### Your assignment:
If a line in the records below contains "next", copy that line.

*** Opening Extracted entries ***

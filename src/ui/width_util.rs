use terminal_size::{Width, terminal_size};

use crate::ui::ansi::ESC;

const FALLBACK_TERMINAL_WIDTH: usize = 80;

/// Width math that ignores ANSI styling.
#[derive(Debug, Default, Clone)]
pub struct WidthUtil;

impl WidthUtil {
    /// Drops CSI sequences (`ESC [ ... <letter>`); everything else is kept.
    pub fn strip_ansi(s: &str) -> String {
        let mut out = String::with_capacity(s.len());
        let mut chars = s.chars().peekable();
        while let Some(c) = chars.next() {
            if c == ESC && chars.peek() == Some(&'[') {
                chars.next();
                for t in chars.by_ref() {
                    if t.is_ascii_alphabetic() {
                        break;
                    }
                }
                continue;
            }
            out.push(c);
        }
        out
    }

    pub fn visible_width(&self, s: &str) -> usize {
        Self::strip_ansi(s).chars().count()
    }

    pub fn pad_visible(&self, s: &str, width: usize) -> String {
        let w = self.visible_width(s);
        format!("{s}{}", " ".repeat(width.saturating_sub(w)))
    }

    /// Cuts plain text to `width` characters, ending in `~` when shortened.
    pub fn truncate(&self, s: &str, width: usize) -> String {
        if s.chars().count() <= width {
            return s.to_string();
        }
        if width == 0 {
            return String::new();
        }
        let mut out: String = s.chars().take(width - 1).collect();
        out.push('~');
        out
    }

    /// Best-effort terminal width.
    pub fn terminal_width(&self) -> usize {
        match terminal_size() {
            Some((Width(w), _)) => w as usize,
            None => FALLBACK_TERMINAL_WIDTH,
        }
    }
}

*** Closing Extracted entries ***

### Result for this exercise:
        while let Some(c) = chars.next() {
                chars.next();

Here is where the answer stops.